Generate unique filenames


#1

Hi list,

What is the best/easiest way to generate unique filenames ? Couln’t
find such method in Ruby :frowning:


#2

On Tue, May 02, 2006 at 01:17:13AM +0900, 13 wrote:

What is the best/easiest way to generate unique filenames ? Couln’t
find such method in Ruby :frowning:

filename = random_number()

while (does_file_exist(filename)) {
filename = rand()
}

print filename " is unique"

Cheers,
Phil


#3

I’d do something w/ rand() or do a hash of the current system time.
Something like that.


#4

On Tue, 2 May 2006, 13 wrote:

Hi list,

What is the best/easiest way to generate unique filenames ? Couln’t
find such method in Ruby :frowning:

i use this

harp:~ > cat a.rb
require ‘socket’
require ‘time’
require ‘tmpdir’

class File
def self.tmpnam opts = {}, &b
dir = opts[‘dir’] || opts[:dir] || Dir.tmpdir
seed = opts[‘seed’] || opts[:seed] || $0
path =
“%s_%s_%s_%s_%d” % [
Socket.gethostname,
seed,
Process.pid,
Time.now.iso8601(2),
rand(101010)
]
dirname, basename = split path
tn = join(dir, dirname,
basename.gsub(%r/[^0-9a-zA-Z]/,’’)).gsub(%r/\s+/, '’)
tn = expand_path tn
b ? open(tn,‘w+’, &b) : tn
end
end

p File.tmpnam
File.tmpnam{|f| f.write 42; p f.path}

harp:~ > ruby a.rb
“/tmp/harp_ngdc_noaa_gov_a_rb_22545_2006_05_01T10_44_44_86_06_00_34185”
“/tmp/harp_ngdc_noaa_gov_a_rb_22545_2006_05_01T10_44_44_86_06_00_80469”
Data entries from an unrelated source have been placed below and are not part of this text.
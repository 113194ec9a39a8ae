//! Construction of the triage/worker agent graph.
//!
//! Nodes are cached per role and keyed by the instruction version they were
//! built from, so a pushed instruction is picked up by the next build. Builds
//! are serialised: concurrent callers wait for the one in flight and share its
//! result.

use std::collections::HashMap;
use std::sync::atomic::{AtomicU64, Ordering};
use std::sync::Arc;

use procura_core::config::AppConfig;
use procura_core::{AgentRole, Instruction, InstructionSource};
use serde::Serialize;
use thiserror::Error;
use tokio::sync::Mutex;
use tracing::{debug, info, warn};

use crate::instructions::InstructionStore;
use crate::tools::{ToolDescriptor, ToolRegistry};

pub const HANDOFF_PREAMBLE: &str = "# System context\n\
You are one agent in a team of procurement specialists. Work is moved between agents with \
handoff functions named `transfer_to_<agent>`. Call a handoff function whenever another agent \
is better suited to the request; the transfer is silent, so do not mention it to the user.";

#[derive(Clone, Copy, Debug, PartialEq, Eq)]
enum RoleTool {
    Function(&'static str),
    WebSearch,
}

fn role_tools(role: AgentRole) -> &'static [RoleTool] {
    match role {
        AgentRole::GeneralistProcurementAgent => &[],
        AgentRole::SearchAgent => &[RoleTool::WebSearch],
        AgentRole::InternalKnowledgeSearch => &[RoleTool::Function("search_internal_documents")],
        AgentRole::PurchaseHistorySearchAgent => &[
            RoleTool::Function("get_account_info"),
            RoleTool::Function("get_purchase_orders"),
            RoleTool::Function("get_purchase_documents"),
            RoleTool::Function("get_purchase_document_lines"),
        ],
        AgentRole::ApprovalSpecialistAgent => {
            &[RoleTool::Function("request_po_approval"), RoleTool::Function("send_email")]
        }
        AgentRole::PoPostingAgent => &[RoleTool::Function("po_posting_api")],
    }
}

#[derive(Clone, Debug, PartialEq)]
pub enum ToolBinding {
    Function(ToolDescriptor),
    /// Hosted web search executed by the model provider.
    WebSearch,
}

#[derive(Clone, Debug, PartialEq)]
pub struct WorkerNode {
    pub role: AgentRole,
    pub instruction: Instruction,
    pub tools: Vec<ToolBinding>,
    pub model: String,
}

impl WorkerNode {
    /// Name of the function the triage agent calls to hand off to this worker.
    pub fn handoff_name(&self) -> String {
        handoff_tool_name(self.role)
    }
}

#[derive(Clone, Debug, PartialEq)]
pub struct TriageNode {
    pub instruction: Instruction,
    pub handoffs: Vec<Arc<WorkerNode>>,
    pub model: String,
}

impl TriageNode {
    pub fn system_prompt(&self) -> String {
        format!("{HANDOFF_PREAMBLE}\n\n{}", self.instruction.text)
    }

    pub fn handoff(&self, function_name: &str) -> Option<&Arc<WorkerNode>> {
        self.handoffs.iter().find(|worker| worker.handoff_name() == function_name)
    }
}

/// `SearchAgent` becomes `transfer_to_search_agent`, `POPostingAgent` becomes
/// `transfer_to_po_posting_agent`.
pub fn handoff_tool_name(role: AgentRole) -> String {
    let chars: Vec<char> = role.as_str().chars().collect();
    let mut snake = String::from("transfer_to_");
    for (index, c) in chars.iter().enumerate() {
        if c.is_ascii_uppercase() && index > 0 {
            let previous_lower = chars[index - 1].is_ascii_lowercase();
            let next_lower = chars.get(index + 1).is_some_and(|next| next.is_ascii_lowercase());
            if previous_lower || (chars[index - 1].is_ascii_uppercase() && next_lower) {
                snake.push('_');
            }
        }
        snake.push(c.to_ascii_lowercase());
    }
    snake
}

#[derive(Clone, Debug, Error, PartialEq, Eq)]
pub enum GraphError {
    #[error("configuration missing for: {}", missing.join(", "))]
    ConfigurationMissing { missing: Vec<String> },
}

#[derive(Clone, Debug, PartialEq, Eq, Serialize)]
pub struct RoleReadiness {
    pub role: AgentRole,
    pub ready: bool,
    pub source: Option<InstructionSource>,
    pub version: Option<u64>,
    pub missing: Vec<String>,
}

#[derive(Clone, Debug, PartialEq, Eq, Serialize)]
pub struct GraphReadiness {
    pub roles: Vec<RoleReadiness>,
}

impl GraphReadiness {
    pub fn is_ready(&self) -> bool {
        self.roles.iter().all(|role| role.ready)
    }

    pub fn missing(&self) -> Vec<String> {
        self.roles.iter().flat_map(|role| role.missing.iter().cloned()).collect()
    }
}

#[derive(Clone, Debug, PartialEq, Eq)]
pub struct GraphLayout {
    pub workers: Vec<AgentRole>,
    pub model: String,
}

impl GraphLayout {
    pub fn from_config(config: &AppConfig) -> Self {
        Self { workers: config.agents.workers.clone(), model: config.llm.model.clone() }
    }

    fn roles(&self) -> impl Iterator<Item = AgentRole> + '_ {
        std::iter::once(AgentRole::TRIAGE).chain(self.workers.iter().copied())
    }
}

type GraphKey = Vec<(AgentRole, u64)>;

#[derive(Default)]
struct NodeCache {
    workers: HashMap<AgentRole, Arc<WorkerNode>>,
    triage: Option<(GraphKey, Arc<TriageNode>)>,
}

pub struct AgentGraphBuilder {
    store: Arc<InstructionStore>,
    registry: Arc<ToolRegistry>,
    layout: GraphLayout,
    cache: Mutex<NodeCache>,
    constructions: AtomicU64,
}

impl AgentGraphBuilder {
    pub fn new(store: Arc<InstructionStore>, registry: Arc<ToolRegistry>, layout: GraphLayout) -> Self {
        Self {
            store,
            registry,
            layout,
            cache: Mutex::new(NodeCache::default()),
            constructions: AtomicU64::new(0),
        }
    }

    pub fn layout(&self) -> &GraphLayout {
        &self.layout
    }

    pub fn store(&self) -> &Arc<InstructionStore> {
        &self.store
    }

    pub fn registry(&self) -> &Arc<ToolRegistry> {
        &self.registry
    }

    /// Number of nodes constructed so far; cache hits do not count.
    pub fn build_count(&self) -> u64 {
        self.constructions.load(Ordering::SeqCst)
    }

    /// Reports which configured roles could be built right now, without building.
    pub fn readiness(&self) -> GraphReadiness {
        let roles = self
            .layout
            .roles()
            .map(|role| {
                let instruction = self.store.resolve(role);
                let mut missing = Vec::new();
                if instruction.is_none() {
                    missing.push(role.as_str().to_string());
                }
                missing.extend(self.missing_tools(role));
                RoleReadiness {
                    role,
                    ready: missing.is_empty(),
                    source: instruction.as_ref().map(|found| found.source),
                    version: instruction.as_ref().map(|found| found.version),
                    missing,
                }
            })
            .collect();
        GraphReadiness { roles }
    }

    /// Builds the triage node and its workers, reusing cached nodes whose
    /// instruction is unchanged. Fails without partial results when any
    /// configured role is missing an instruction or a required tool.
    pub async fn build(&self) -> Result<Arc<TriageNode>, GraphError> {
        let mut cache = self.cache.lock().await;

        let readiness = self.readiness();
        if !readiness.is_ready() {
            let missing = readiness.missing();
            warn!(
                event_name = "graph.configuration_missing",
                missing = %missing.join(", "),
                "agent graph cannot be built"
            );
            return Err(GraphError::ConfigurationMissing { missing });
        }

        let mut resolved = Vec::new();
        for role in self.layout.roles() {
            let Some(instruction) = self.store.resolve(role) else {
                return Err(GraphError::ConfigurationMissing { missing: vec![role.to_string()] });
            };
            resolved.push((role, instruction));
        }
        let key: GraphKey =
            resolved.iter().map(|(role, instruction)| (*role, instruction.version)).collect();

        if let Some((cached_key, triage)) = &cache.triage {
            if *cached_key == key {
                debug!(event_name = "graph.cache_hit", "reusing cached agent graph");
                return Ok(Arc::clone(triage));
            }
        }

        let mut resolved = resolved.into_iter();
        let Some((_, triage_instruction)) = resolved.next() else {
            return Err(GraphError::ConfigurationMissing {
                missing: vec![AgentRole::TRIAGE.to_string()],
            });
        };

        let mut handoffs = Vec::with_capacity(self.layout.workers.len());
        for (role, instruction) in resolved {
            let reusable = cache
                .workers
                .get(&role)
                .filter(|node| node.instruction.version == instruction.version)
                .cloned();
            let node = match reusable {
                Some(node) => node,
                None => {
                    let node = Arc::new(self.construct_worker(role, instruction));
                    cache.workers.insert(role, Arc::clone(&node));
                    node
                }
            };
            handoffs.push(node);
        }

        let triage = Arc::new(TriageNode {
            instruction: triage_instruction,
            handoffs,
            model: self.layout.model.clone(),
        });
        self.constructions.fetch_add(1, Ordering::SeqCst);
        cache.triage = Some((key, Arc::clone(&triage)));

        info!(
            event_name = "graph.built",
            workers = triage.handoffs.len(),
            build_count = self.build_count(),
            "agent graph constructed"
        );
        Ok(triage)
    }

    /// Drops the cached node for `role` and the triage node that references it.
    pub async fn invalidate(&self, role: AgentRole) {
        let mut cache = self.cache.lock().await;
        cache.workers.remove(&role);
        cache.triage = None;
        debug!(event_name = "graph.invalidated", agent = role.as_str());
    }

    pub async fn invalidate_all(&self) {
        let mut cache = self.cache.lock().await;
        *cache = NodeCache::default();
        debug!(event_name = "graph.invalidated", agent = "*");
    }

    fn construct_worker(&self, role: AgentRole, instruction: Instruction) -> WorkerNode {
        let tools = role_tools(role)
            .iter()
            .filter_map(|tool| match tool {
                RoleTool::WebSearch => Some(ToolBinding::WebSearch),
                RoleTool::Function(name) => self.registry.descriptor(name).map(ToolBinding::Function),
            })
            .collect();
        self.constructions.fetch_add(1, Ordering::SeqCst);
        debug!(
            event_name = "graph.worker_constructed",
            agent = role.as_str(),
            version = instruction.version
        );
        WorkerNode { role, instruction, tools, model: self.layout.model.clone() }
    }

    fn missing_tools(&self, role: AgentRole) -> Vec<String> {
        role_tools(role)
            .iter()
            .filter_map(|tool| match tool {
                RoleTool::Function(name) if !self.registry.contains(name) => {
                    Some(format!("{role}.{name}"))
                }
                _ => None,
            })
            .collect()
    }
}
it’s unique even on network filesystems.

-a


#5

2006/5/1, 13 removed_email_address@domain.invalid:

Hi list,

What is the best/easiest way to generate unique filenames ? Couln’t
find such method in Ruby :frowning:

You can use tempfile
http://ruby-doc.org/stdlib/libdoc/tempfile/rdoc/index.html

Kind regards

robert


#6

13 wrote:

Tempfile creates an empty file (in /tmp by default) even if I don’t
write in it. It’s not very good IMO. I rather choose some self made
random number based solution. It would be great if there were some
Tempfile class method like Tempfile.name(basename, tmpdir=Dir::tmpdir)
which returns just a name without creating a file.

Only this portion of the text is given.